Boston, MA – Capstone Headwaters released its Q3 Middle Market Leveraged Finance Report today with insight on the volume, pricing, and leverage statistics of today’s credit markets.
Middle market (MM) loan volume recovered modestly in Q3, but nonetheless represented a fraction of historical levels. The rapid roll-out and adoption of government stimulus packages, including the Paycheck Protection Program, somewhat mitigated the initial impact of COVID-19 on loan portfolios. Still, LCD’s survey of portfolio managers yielded an average anticipated default rate of ~5.3% for 2020 and over 6.0% for the period ending June 30, 2021, a level nearly 400 bps wider than the same survey results at the end of 2019. This pandemic-induced increase in defaults has caused lenders to rethink the way they amend credit agreements and support distressed borrowers in order to preserve value.

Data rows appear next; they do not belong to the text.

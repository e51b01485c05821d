//! Z speed limit around hops

use zhopkit_gcode::emit::speed_limit_line;
use zhopkit_gcode::EmbeddedSettings;
use zhopkit_settings::SpeedSettings;

/// Settings key holding the machine's maximum Z speed, mm/s
pub const MAX_Z_FEEDRATE_KEY: &str = "machine_max_feedrate_z";

/// Z speed assumed when nothing else is known, mm/s
pub const DEFAULT_MAX_Z_SPEED: f64 = 5.0;

/// Known Z speeds for one run
#[derive(Debug, Clone, PartialEq)]
pub struct SpeedState {
    /// Maximum Z speed declared by the program, mm/s
    pub machine_max: Option<f64>,
    /// Temporary limit while hopping, mm/s
    pub hop_speed: Option<f64>,
    /// Fallback when the program declares nothing, mm/s
    pub default_max: f64,
}

impl SpeedState {
    /// Read the machine limit from embedded settings
    pub fn new(embedded: &EmbeddedSettings, settings: &SpeedSettings) -> Self {
        let machine_max = embedded
            .get_f64(MAX_Z_FEEDRATE_KEY)
            .filter(|speed| *speed > 0.0);
        let default_max = if settings.default_max_z_speed > 0.0 {
            settings.default_max_z_speed
        } else {
            DEFAULT_MAX_Z_SPEED
        };
        Self {
            machine_max,
            hop_speed: settings.hop_speed.filter(|speed| *speed > 0.0),
            default_max,
        }
    }

    /// Scan a whole document for the settings payload
    pub fn from_document(blocks: &[String], settings: &SpeedSettings) -> Self {
        let embedded = EmbeddedSettings::from_lines(blocks.iter().flat_map(|b| b.lines()));
        Self::new(&embedded, settings)
    }

    /// Z speed in force while a hop runs
    pub fn hop_z_limit(&self) -> f64 {
        self.hop_speed
            .or(self.machine_max)
            .unwrap_or(self.default_max)
    }

    /// Whether hops get an `M203` wrap
    ///
    /// Only when a hop speed is configured and the original limit is known,
    /// since the restore line needs a value to go back to.
    pub fn wraps(&self) -> bool {
        self.hop_speed.is_some() && self.machine_max.is_some()
    }

    /// Surround hop lines with the speed limit and its restore
    pub fn wrap(&self, lines: Vec<String>) -> Vec<String> {
        let (Some(hop), Some(original)) = (self.hop_speed, self.machine_max) else {
            return lines;
        };
        let mut wrapped = Vec::with_capacity(lines.len() + 2);
        wrapped.push(speed_limit_line(hop, "Smart Z-Hop Speed Limit"));
        wrapped.extend(lines);
        wrapped.push(speed_limit_line(original, "Smart Z-Hop Speed Restore"));
        wrapped
    }
}
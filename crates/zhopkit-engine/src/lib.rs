//! # zhopkit engine
//!
//! Trajectory synthesis for Z-hops: scan state and retraction detection,
//! travel sequence collection, height profiles, the layer gate, path
//! segmentation and re-emission, and the block processor tying them together.

pub mod layer;
pub mod processor;
pub mod profile;
pub mod segmenter;
pub mod speed;
pub mod state;
pub mod travel;

pub use layer::{resolve_height, LayerContext, LayerGate, FALLBACK_LAYER_HEIGHT};
pub use processor::{HopReport, SmartZHop};
pub use profile::{build_profile, HeightProfile, Stage, StageLayout};
pub use segmenter::{build_trajectory, emit_trajectory, EmitOptions, TrajectoryPoint};
pub use speed::{SpeedState, DEFAULT_MAX_Z_SPEED};
pub use state::{ExtrusionMode, ScanState};
pub use travel::{TravelCollector, TravelSequence};
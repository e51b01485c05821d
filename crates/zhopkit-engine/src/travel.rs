//! Travel sequence collection
//!
//! Consecutive travel lines are gathered into one path so the hop can be
//! shaped over the whole run instead of per move.

use zhopkit_core::Position;
use zhopkit_gcode::MotionLine;

/// One travel move inside a sequence
#[derive(Debug, Clone, PartialEq)]
pub struct TravelSegment {
    /// Position before the move
    pub start: Position,
    /// Position after the move
    pub end: Position,
    /// Planar length
    pub length: f64,
    /// Cumulative planar distance at the end of this segment
    pub cumulative: f64,
    /// Feed rate in effect for the move, mm/min
    pub feedrate: f64,
    /// The originating line
    pub line: MotionLine,
}

/// A contiguous run of travel moves
#[derive(Debug, Clone, PartialEq)]
pub struct TravelSequence {
    /// Position before the first move
    pub start: Position,
    /// Moves in order
    pub segments: Vec<TravelSegment>,
    /// First travel after a retraction
    pub after_retraction: bool,
    /// Feed rate in effect before the first move, mm/min
    pub entry_feedrate: f64,
}

impl TravelSequence {
    /// Empty sequence starting at `start`
    pub fn open(start: Position, entry_feedrate: f64, after_retraction: bool) -> Self {
        Self {
            start,
            segments: Vec::new(),
            after_retraction,
            entry_feedrate,
        }
    }

    /// Append a move ending at `end`
    pub fn push(&mut self, line: MotionLine, end: Position, feedrate: f64) {
        let start = self.end();
        let length = start.planar_distance_to(&end);
        let cumulative = self.total_distance() + length;
        self.segments.push(TravelSegment {
            start,
            end,
            length,
            cumulative,
            feedrate,
            line,
        });
    }

    /// Position after the last move
    pub fn end(&self) -> Position {
        self.segments.last().map_or(self.start, |s| s.end)
    }

    /// Total planar distance
    pub fn total_distance(&self) -> f64 {
        self.segments.last().map_or(0.0, |s| s.cumulative)
    }

    /// Feed rate the original lines leave in effect
    pub fn exit_feedrate(&self) -> f64 {
        self.segments.last().map_or(self.entry_feedrate, |s| s.feedrate)
    }

    /// Number of moves
    pub fn len(&self) -> usize {
        self.segments.len()
    }

    /// No moves yet
    pub fn is_empty(&self) -> bool {
        self.segments.is_empty()
    }

    /// Original lines, for passthrough
    pub fn raw_lines(&self) -> impl Iterator<Item = &str> {
        self.segments.iter().map(|s| s.line.raw.as_str())
    }

    /// Lowest Z the hop may ever reach
    pub fn floor_z(&self) -> f64 {
        self.start.z.min(self.end().z)
    }
}

/// Opens, extends, and closes travel sequences during a scan
#[derive(Debug, Default)]
pub struct TravelCollector {
    open: Option<TravelSequence>,
}

impl TravelCollector {
    /// New collector with nothing open
    pub fn new() -> Self {
        Self::default()
    }

    /// Whether a sequence is open
    pub fn is_open(&self) -> bool {
        self.open.is_some()
    }

    /// Add a travel line, opening a sequence at `start` if none is open
    ///
    /// `start` and `after_retraction` are only read when a sequence opens.
    pub fn push(
        &mut self,
        start: Position,
        entry_feedrate: f64,
        after_retraction: bool,
        line: MotionLine,
        end: Position,
        feedrate: f64,
    ) {
        self.open
            .get_or_insert_with(|| TravelSequence::open(start, entry_feedrate, after_retraction))
            .push(line, end, feedrate);
    }

    /// Close the open sequence, if any
    pub fn close(&mut self) -> Option<TravelSequence> {
        self.open.take()
    }
}
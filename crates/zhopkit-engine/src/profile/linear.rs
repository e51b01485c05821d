//! Distance-scaled flat hop

use super::{HeightProfile, StageLayout};
use zhopkit_settings::ProfileSettings;

/// Hop height for a path of `total` mm
///
/// `min_height` up to the lower threshold, `max_height` from the upper
/// threshold on, linear in between.
pub fn linear_height(total: f64, max_height: f64, settings: &ProfileSettings) -> f64 {
    let low = settings.min_height.min(max_height);
    let (min_d, max_d) = (
        settings.min_distance_threshold,
        settings.max_distance_threshold,
    );
    if total <= min_d {
        low
    } else if total >= max_d {
        max_height
    } else {
        low + (max_height - low) * (total - min_d) / (max_d - min_d)
    }
}

/// One height for the whole path, chosen from its length
///
/// The first `edge_percent` of the path is the lift and the last
/// `edge_percent` is the drop.
#[derive(Debug, Clone)]
pub struct LinearProfile {
    layout: StageLayout,
    height: f64,
}

impl LinearProfile {
    /// Profile for a path of `total` mm
    pub fn new(total: f64, max_height: f64, settings: &ProfileSettings) -> Self {
        let edge = (settings.edge_percent / 100.0).clamp(0.0, 0.5);
        Self {
            layout: StageLayout::from_ratios(total, edge, edge),
            height: linear_height(total, max_height, settings),
        }
    }
}

impl HeightProfile for LinearProfile {
    fn name(&self) -> &str {
        "linear"
    }

    fn layout(&self) -> &StageLayout {
        &self.layout
    }

    fn peak(&self) -> f64 {
        self.height
    }

    fn offset(&self, distance: f64) -> f64 {
        if distance <= 0.0 {
            0.0
        } else {
            self.height
        }
    }
}
//! Safety properties over random travel paths and settings

use proptest::prelude::*;
use zhopkit_core::Position;
use zhopkit_engine::segmenter::simplify_collinear;
use zhopkit_engine::{build_profile, build_trajectory, emit_trajectory, EmitOptions, TravelSequence};
use zhopkit_gcode::MotionLine;
use zhopkit_settings::{ProfileModel, ProfileSettings};

const MODELS: [ProfileModel; 4] = [
    ProfileModel::Linear,
    ProfileModel::Percentage,
    ProfileModel::Angle,
    ProfileModel::Arc,
];

fn settings_strategy() -> impl Strategy<Value = ProfileSettings> {
    // zero-length stages come from the exact edges
    let percent = || prop_oneof![1 => Just(0.0), 1 => Just(100.0), 6 => 0.0..100.0f64];
    (
        percent(),
        percent(),
        prop_oneof![1 => Just(90.0), 1 => 89.5..90.0f64, 6 => 1.0..90.0f64],
        any::<bool>(),
        1.0..400.0f64,
        1u32..16,
        any::<bool>(),
    )
        .prop_map(
            |(ascent, descent, angle, priority, radius, segments, limit)| ProfileSettings {
                ascent_percent: ascent,
                descent_percent: descent,
                lift_angle: angle,
                angle_priority: priority,
                arc_radius_percent: radius,
                arc_segments: segments,
                arc_limit_radius: limit,
                ..ProfileSettings::default()
            },
        )
}

fn path_strategy() -> impl Strategy<Value = (Position, Vec<Position>)> {
    let point = (0.0..200.0f64, 0.0..200.0f64, 0.2..5.0f64)
        .prop_map(|(x, y, z)| Position::new(x, y, z));
    (point.clone(), prop::collection::vec(point, 1..6))
}

/// Paths at one height, at least 1 mm long
fn flat_path_strategy() -> impl Strategy<Value = (Position, Vec<Position>)> {
    let point = (0.0..200.0f64, 0.0..200.0f64);
    (point.clone(), prop::collection::vec(point, 1..6), 0.2..5.0f64)
        .prop_map(|((x, y), ends, z)| {
            let ends = ends.into_iter().map(|(x, y)| Position::new(x, y, z)).collect();
            (Position::new(x, y, z), ends)
        })
        .prop_filter("path too short", |(start, ends)| {
            let mut total = 0.0;
            let mut previous = *start;
            for end in ends {
                total += previous.planar_distance_to(end);
                previous = *end;
            }
            total >= 1.0
        })
}

fn sequence(start: Position, ends: &[Position]) -> TravelSequence {
    let mut seq = TravelSequence::open(start, 3000.0, false);
    for end in ends {
        let raw = format!("G0 X{} Y{} Z{}", end.x, end.y, end.z);
        seq.push(MotionLine::parse(&raw), *end, 9000.0);
    }
    seq
}

proptest! {
    #[test]
    fn prop_trajectory_never_below_floor(
        (start, ends) in path_strategy(),
        settings in settings_strategy(),
        model in 0usize..4,
        height in 0.05..2.0f64,
    ) {
        let seq = sequence(start, &ends);
        let floor = seq.floor_z();
        let profile = build_profile(&MODELS[model], seq.total_distance(), height, &settings).unwrap();
        let points = simplify_collinear(seq.start, build_trajectory(&seq, profile.as_ref(), 1e-3));

        for point in &points {
            prop_assert!(point.position.z >= floor - 1e-9);
        }

        let lines = emit_trajectory(&seq, &points, &EmitOptions::default());
        let mut z = seq.start.z;
        for line in &lines {
            if let Some(value) = MotionLine::parse(line).z {
                z = value;
            }
            prop_assert!(z >= floor - 1e-5, "{line}");
        }
    }

    #[test]
    fn prop_offset_bounded_and_rising(
        total in 0.01..500.0f64,
        height in 0.05..2.0f64,
        settings in settings_strategy(),
        model in 0usize..4,
    ) {
        let profile = build_profile(&MODELS[model], total, height, &settings).unwrap();
        prop_assert_eq!(profile.offset(0.0), 0.0);

        let ascent_end = profile.layout().ascent_end;
        let mut previous = 0.0;
        for step in 0..=200 {
            let d = total * f64::from(step) / 200.0;
            let offset = profile.offset(d);
            prop_assert!(offset >= 0.0);
            prop_assert!(offset <= height + 1e-9);
            if d <= ascent_end {
                prop_assert!(offset + 1e-12 >= previous, "{} at {}", offset, d);
            }
            previous = offset;
        }
    }

    #[test]
    fn prop_endpoint_exact_and_no_duplicates(
        (start, ends) in path_strategy(),
        settings in settings_strategy(),
        model in 0usize..4,
    ) {
        let seq = sequence(start, &ends);
        let profile = build_profile(&MODELS[model], seq.total_distance(), 0.4, &settings).unwrap();
        let points = simplify_collinear(seq.start, build_trajectory(&seq, profile.as_ref(), 1e-3));

        prop_assert_eq!(points.last().map(|p| p.position), Some(seq.end()));

        // only pure Z moves may stay in one XY cell
        let cell = |p: &Position| ((p.x / 1e-3).round() as i64, (p.y / 1e-3).round() as i64);
        for pair in points.windows(2) {
            let (a, b) = (pair[0].position, pair[1].position);
            prop_assert!(cell(&a) != cell(&b) || (a.z - b.z).abs() > 1e-9, "{} {}", a, b);
        }
    }

    #[test]
    fn prop_hopped_path_reaches_peak(
        (start, ends) in flat_path_strategy(),
        settings in settings_strategy(),
        model in 0usize..4,
        height in 0.05..2.0f64,
    ) {
        let seq = sequence(start, &ends);
        let profile = build_profile(&MODELS[model], seq.total_distance(), height, &settings).unwrap();
        prop_assume!(profile.peak() > 0.0);
        let points = simplify_collinear(seq.start, build_trajectory(&seq, profile.as_ref(), 1e-3));
        let lines = emit_trajectory(&seq, &points, &EmitOptions::default());

        let highest = lines
            .iter()
            .filter_map(|line| MotionLine::parse(line).z)
            .fold(start.z, f64::max);
        prop_assert!(
            highest >= start.z + profile.peak() - 1e-4,
            "{} peaked at {} for {}", profile.name(), highest, profile.peak()
        );
    }
}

With COVID-19 disproportionately impacting certain industries, the shift toward higher quality borrowers has increased as lenders seek to add safety to their loan portfolios. This has exacerbated the bifurcation of the market between the haves and have-nots as issuers with consistent and/or growing cash flows continue to attract new capital while lesser-quality borrowers are often left searching for financing alternatives.

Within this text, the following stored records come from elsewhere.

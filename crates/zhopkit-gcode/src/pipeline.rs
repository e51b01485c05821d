//! Block processor pipeline
//!
//! A document arrives as ordered per-layer text blocks. Processors rewrite one
//! block at a time and may keep state across blocks. A processor that fails on
//! a block never aborts the run: the block is passed through unchanged.

use zhopkit_core::Result;

/// What a processor sees besides the block itself
#[derive(Debug, Clone, Copy)]
pub struct BlockContext<'a> {
    /// Index of the block in the document
    pub index: usize,
    /// The whole document as it entered this processor
    pub document: &'a [String],
}

/// Trait for per-block G-code processors
///
/// Implementations get blocks in document order, so state carried between
/// calls (position, layer, extrusion history) stays consistent.
pub trait BlockProcessor: Send {
    /// Get the name/identifier of this processor
    fn name(&self) -> &str;

    /// Get a description of what this processor does
    fn description(&self) -> &str;

    /// Rewrite one block
    fn process_block(&mut self, block: &str, context: &BlockContext<'_>) -> Result<String>;

    /// Check if this processor is enabled
    fn is_enabled(&self) -> bool {
        true
    }
}

/// Lets a caller lend a processor to a pipeline and read its state afterwards
impl<P: BlockProcessor + ?Sized> BlockProcessor for &mut P {
    fn name(&self) -> &str {
        (**self).name()
    }

    fn description(&self) -> &str {
        (**self).description()
    }

    fn process_block(&mut self, block: &str, context: &BlockContext<'_>) -> Result<String> {
        (**self).process_block(block, context)
    }

    fn is_enabled(&self) -> bool {
        (**self).is_enabled()
    }
}

/// Ordered set of block processors
pub struct ProcessorPipeline<'a> {
    processors: Vec<Box<dyn BlockProcessor + 'a>>,
    fallbacks: usize,
}

impl<'a> ProcessorPipeline<'a> {
    /// Create a new empty processor pipeline
    pub fn new() -> Self {
        Self {
            processors: Vec::new(),
            fallbacks: 0,
        }
    }

    /// Register a processor in the pipeline
    ///
    /// Processors are applied in the order they are registered.
    pub fn register(&mut self, processor: Box<dyn BlockProcessor + 'a>) -> &mut Self {
        self.processors.push(processor);
        self
    }

    /// Get the number of registered processors
    pub fn processor_count(&self) -> usize {
        self.processors.len()
    }

    /// List all registered processors
    pub fn list_processors(&self) -> Vec<(&str, &str, bool)> {
        self.processors
            .iter()
            .map(|p| (p.name(), p.description(), p.is_enabled()))
            .collect()
    }

    /// Blocks that fell back to passthrough so far
    pub fn fallback_count(&self) -> usize {
        self.fallbacks
    }

    /// Run every enabled processor over the document
    pub fn process_document(&mut self, blocks: Vec<String>) -> Vec<String> {
        let mut current = blocks;

        for processor in self.processors.iter_mut() {
            if !processor.is_enabled() {
                continue;
            }

            let mut next = Vec::with_capacity(current.len());
            for (index, block) in current.iter().enumerate() {
                let context = BlockContext {
                    index,
                    document: &current,
                };
                match processor.process_block(block, &context) {
                    Ok(processed) => next.push(processed),
                    Err(e) => {
                        tracing::warn!(
                            "Processor '{}' failed on block {}: {}; passing it through",
                            processor.name(),
                            index,
                            e
                        );
                        self.fallbacks += 1;
                        next.push(block.clone());
                    }
                }
            }
            current = next;
        }

        current
    }
}

impl Default for ProcessorPipeline<'_> {
    fn default() -> Self {
        Self::new()
    }
}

“While new-loan origination activity was certainly moribund at the onset of the pandemic, the credit markets have started their recovery with significant capital coming off the sidelines beginning in late summer,” said Kent Brown, Head of Capstone’s Debt Advisory Group. “In particular, businesses with recession- and COVID-protected models that have fared reasonably well during the crisis are now finding outsized interest from lenders seeking to deploy capital. While not yet back to January levels, the market certainly feels better.”
This strain is particularly felt in the MM where loan terms are decidedly lender-friendly for borrowers with EBITDA of less than $25 million. While lender activity has rebounded for higher quality issuers, pricing and terms among proposals will continue to vary widely as the pandemic and resulting market uncertainty persist.